Robert Manno (born 1944, Bryn Mawr, Pa) was the composer of numerous chamber and orchestral works, song cycles and solo piano and choral works. The Atlanta Audio Society called him "a composer of serious music of considerable depth and spiritual beauty." Ned Rorem described his music as “maximally personal and expressive” and Fanfare Magazine said: "his instrumental compositions are shot through with powerful lyrical impulses...Manno’s music, in whatever guise, always sings."

==Biography==
After early instruction in piano and violin, Manno had a brief career as a jazz pianist in Philadelphia, then studied voice with Dolores Ferraro and composition with Romeo Cascarino. He moved to New York in 1965 studying jazz piano with John Mehegan and Steve Kuhn and voice with Cornelius Reid. He later continued his composition studies at the 28th Annual Composers Conference in Johnson, VT with Donald Erb and Mario Davidovsky.

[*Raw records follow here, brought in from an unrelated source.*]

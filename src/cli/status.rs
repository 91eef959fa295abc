use std::path::PathBuf;

use anyhow::{Context, Result};
use clap::Parser;
use indicatif::ProgressBar;
use log::info;

use crate::cli::SubCommandExtend;
use crate::config::{IndexOptions, Opts, ReportOptions, SourceOptions};
use crate::db::{fetch_source_uids, init_db};
use crate::milvus::{MAX_QUERY_LIMIT, MilvusClient, Record, RecordCursor};
use crate::reconcile::{Comparison, extract_uids};
use crate::report::{print_summary, write_report};
use crate::utils::{pb_style, write_json_pretty};

#[derive(Parser, Debug, Clone)]
pub struct StatusCommand {
    #[command(flatten)]
    pub index: IndexOptions,
    #[command(flatten)]
    pub source: SourceOptions,
    #[command(flatten)]
    pub report: ReportOptions,
    /// 每页从向量数据库读取的记录数
    #[arg(short, long, value_name = "SIZE", default_value_t = MAX_QUERY_LIMIT)]
    pub batch_size: usize,
    /// 同时把线上读取到的 uid 保存为导出文件，可直接用于 compare
    #[arg(long, value_name = "PATH")]
    pub save: Option<PathBuf>,
}

impl SubCommandExtend for StatusCommand {
    async fn run(&self, _opts: &Opts) -> Result<()> {
        info!("1. 从 SQLite 读取 block");
        let db = init_db(&self.source.db)
            .await
            .with_context(|| format!("无法打开数据库 {}", self.source.db.display()))?;
        let source = fetch_source_uids(&db, self.source.chunk_size).await?;
        db.close().await;

        info!("2. 从向量数据库读取 block");
        let client = MilvusClient::new(self.index.to_config());
        let uids = scan_uids(&client, self.batch_size).await?;
        if let Some(path) = &self.save {
            write_json_pretty(path, &uid_records(&client.config().uid_field, &uids))?;
            info!("线上 uid 已保存至 {}", path.display());
        }

        info!("3. 对比数据");
        let comparison = Comparison::compute(&source, &uids);

        info!("4. 保存对比结果");
        let summary = write_report(&self.report.output, &comparison)?;

        print_summary(&summary, &self.report.output);
        Ok(())
    }
}

/// 遍历整个集合，返回所有 uid（保留重复）
pub async fn scan_uids(client: &MilvusClient, batch_size: usize) -> Result<Vec<String>> {
    let uid_field = client.config().uid_field.clone();
    let mut iterator = client.query_iterator(batch_size, None, vec![uid_field.clone()])?;

    let pb = ProgressBar::no_length().with_style(pb_style());
    pb.set_message("读取向量数据库");

    let mut uids = vec![];
    loop {
        let page = iterator.next_page().await.context("从向量数据库读取失败")?;
        if page.is_empty() {
            iterator.close();
            break;
        }
        uids.extend(extract_uids(&page, &uid_field));
        pb.set_position(uids.len() as u64);
        info!("已从向量数据库获取 {} 个 uid", uids.len());
    }

    pb.finish_and_clear();
    Ok(uids)
}

/// 把 uid 包装成与导出文件相同的记录格式
fn uid_records(uid_field: &str, uids: &[String]) -> Vec<Record> {
    uids.iter()
        .map(|uid| {
            let mut record = Record::new();
            record.insert(uid_field.to_string(), uid.clone().into());
            record
        })
        .collect()
}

Manno received the Ernest Bloch Award, First Prize at the Delius Festival and many Meet the Composer Grants and ASCAP Awards. His music has been performed throughout the US, Italy and Wales, UK and has been broadcast on American Public Media’s "Performance Today".

He held a degree in voice from the Manhattan School of Music and an M.A. in music composition from New York University. He was a member of both the MET Chorus (1977-2001) and NYCO Chorus (1967–77) and appeared as a baritone soloist in recital, chamber music programs, and with the Westchester Symphony and Alvin Ailey Dance Company. After leaving the MET Chorus, he served as an assistant conductor at the MET in 2002, working backstage on Rigoletto and Falstaff (with James Levine and Bryn Terfel).

He and his wife, former MET violinist Magdalena Golczewski, resided in the Northern Catskills where they formed the Windham Chamber Music Festival, a long-running concert series. Manno served as Music Director and Conductor of the Windham Festival Chamber Orchestra and Catskill Mountain Chamber Orchestra.

Robert Manno died on June 12, 2026, in Albany, NY.